$\mathbb{C}$ similar to $\mathbb{R^2}$ for some properties

Question

I have a doubt that I would like to clear, it concerns the similarities between $\mathbb{R^2}$ and $\mathbb{C}$.

In particular, I am investigating the properties about the compactness of the domain of a function and I have found the following proposition:

Let $D \subset\mathbb{R^n}$ be a closed set, let $f: D \rightarrow \mathbb{R^p}$ be continuous and let $M \subset D$ be compact. Then $f[M] = \{f(x) | x \in M \}$ is compact.

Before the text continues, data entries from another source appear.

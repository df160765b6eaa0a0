//! Command dispatch: bridges CLI args -> detector calls -> output formatting.

pub mod config_cmd;
pub mod health;
pub mod history;
pub mod notify;
pub mod settings;
pub mod status;
pub mod util;
pub mod watch;

use firewatch_core::DashboardConfig;

use crate::cli::{Command, GlobalOpts};
use crate::error::CliError;

/// Dispatch a detector-bound command to the appropriate handler.
pub async fn dispatch(
    cmd: Command,
    config: DashboardConfig,
    global: &GlobalOpts,
) -> Result<(), CliError> {
    match cmd {
        // `watch` runs the full dashboard; everything else is one request
        Command::Watch(args) => watch::handle(config, args, global).await,
        cmd => {
            let client = util::build_client(&config)?;
            match cmd {
                Command::Status => status::handle(&client, global).await,
                Command::History(args) => history::handle(&client, args, global).await,
                Command::Settings(args) => settings::handle(&client, args, global).await,
                Command::TestNotification => notify::handle(&client, global).await,
                Command::Health => health::handle(&client, global).await,
                // Handled above or before dispatch
                Command::Watch(_) | Command::Config(_) | Command::Completions(_) => {
                    unreachable!()
                }
            }
        }
    }
}
// ── Transient message slot ──
//
// One slot shared by settings-save and test-notification feedback. Posting
// replaces whatever is shown and bumps a generation counter; the expiry task
// only clears the message it was armed for.

use std::sync::Arc;
use std::time::Duration;

use tokio::sync::watch;
use tokio::time::Instant;
use tokio_util::sync::CancellationToken;
use tracing::trace;

/// Outcome category of a transient message.
#[derive(Debug, Clone, Copy, PartialEq, Eq, strum::Display)]
#[strum(serialize_all = "lowercase")]
pub enum MessageKind {
    /// An action is in flight.
    Pending,
    Success,
    Failure,
}

/// A short-lived, operator-facing message.
#[derive(Debug, Clone, PartialEq, Eq)]
pub struct TransientMessage {
    pub kind: MessageKind,
    pub text: String,
}

impl TransientMessage {
    pub fn pending(text: impl Into<String>) -> Self {
        Self {
            kind: MessageKind::Pending,
            text: text.into(),
        }
    }

    pub fn success(text: impl Into<String>) -> Self {
        Self {
            kind: MessageKind::Success,
            text: text.into(),
        }
    }

    pub fn failure(text: impl Into<String>) -> Self {
        Self {
            kind: MessageKind::Failure,
            text: text.into(),
        }
    }
}

/// Current contents of the slot.
#[derive(Debug, Clone, Default)]
pub struct SlotState {
    pub current: Option<TransientMessage>,
    generation: u64,
    /// `None` while the message has no deadline (pending actions).
    expires_at: Option<Instant>,
}

/// Single-message slot with auto-clear. Cheap to clone.
#[derive(Debug, Clone)]
pub struct TransientSlot {
    state: Arc<watch::Sender<SlotState>>,
    ttl: Duration,
}

impl TransientSlot {
    pub fn new(ttl: Duration) -> Self {
        let (state, _) = watch::channel(SlotState::default());
        Self {
            state: Arc::new(state),
            ttl,
        }
    }

    /// Show `message` and clear it after the slot's TTL.
    pub fn post(&self, message: TransientMessage) {
        let deadline = Instant::now() + self.ttl;
        self.replace(message, Some(deadline));
    }

    /// Show `message` until something else replaces it.
    pub fn post_pending(&self, message: TransientMessage) {
        self.replace(message, None);
    }

    fn replace(&self, message: TransientMessage, expires_at: Option<Instant>) {
        self.state.send_modify(|s| {
            s.generation += 1;
            s.current = Some(message);
            s.expires_at = expires_at;
        });
    }

    /// Clear the slot only if it still holds generation `generation`.
    fn clear_if(&self, generation: u64) {
        self.state.send_if_modified(|s| {
            if s.generation == generation && s.current.is_some() {
                s.current = None;
                s.expires_at = None;
                true
            } else {
                false
            }
        });
    }

    pub fn current(&self) -> Option<TransientMessage> {
        self.state.borrow().current.clone()
    }

    pub fn subscribe(&self) -> watch::Receiver<SlotState> {
        self.state.subscribe()
    }

    /// Clear expired messages until `cancel` fires.
    pub(crate) async fn run_expiry(self, cancel: CancellationToken) {
        let mut rx = self.state.subscribe();
        loop {
            let (generation, deadline) = {
                let s = rx.borrow_and_update();
                (s.generation, s.expires_at)
            };

            tokio::select! {
                biased;
                () = cancel.cancelled() => break,
                changed = rx.changed() => {
                    if changed.is_err() {
                        break;
                    }
                }
                () = sleep_until(deadline) => {
                    trace!(generation, "transient message expired");
                    self.clear_if(generation);
                }
            }
        }
    }
}

async fn sleep_until(deadline: Option<Instant>) {
    match deadline {
        Some(deadline) => tokio::time::sleep_until(deadline).await,
        None => std::future::pending().await,
    }
}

Can it be used also for a continuous function f moving from:

$$ f: [0,1] \rightarrow \mathbb{C} $$

I know that when we are working at the level of rings and fields, most of the differences come out, but it seems that for this preposition we are just working at the set level, so it seems to be reasonable enough to assume that the extension is possible. If not, why?

Answer 1

As a set and as a metric space (if we are dealing with the distance $d\bigl(x_1,x_2),(y_1,y_2)\bigr)=\sqrt{(x_1-y_1)^2+(x_2-y_2)^2}$ and $d(z_1,z_2=|z_1-z_2|^2$), then $\mathbb{R}^2$ and $\mathbb C$ are the same thing. Therefore, the answer is affirmative.

Answer 2

The continuous image of a compact set is compact, this is true for any topological space. Let $f: X \to Y$ continuous and $\mathscr{U}$ an open cover of $Y$. Then for any $U \in \mathscr{U}$, $f^{-1}(U)$ is open by continuity and the set $\{f^{-1}(U) | U \in \mathscr{U}\}$ is an open cover of $X$. By compactness, pass to a finite subcover, $f^{-1}(U_1),...,f^{-1}(U_n)$. Then $U_1,..,U_n$ are a finite subcover of $Y$.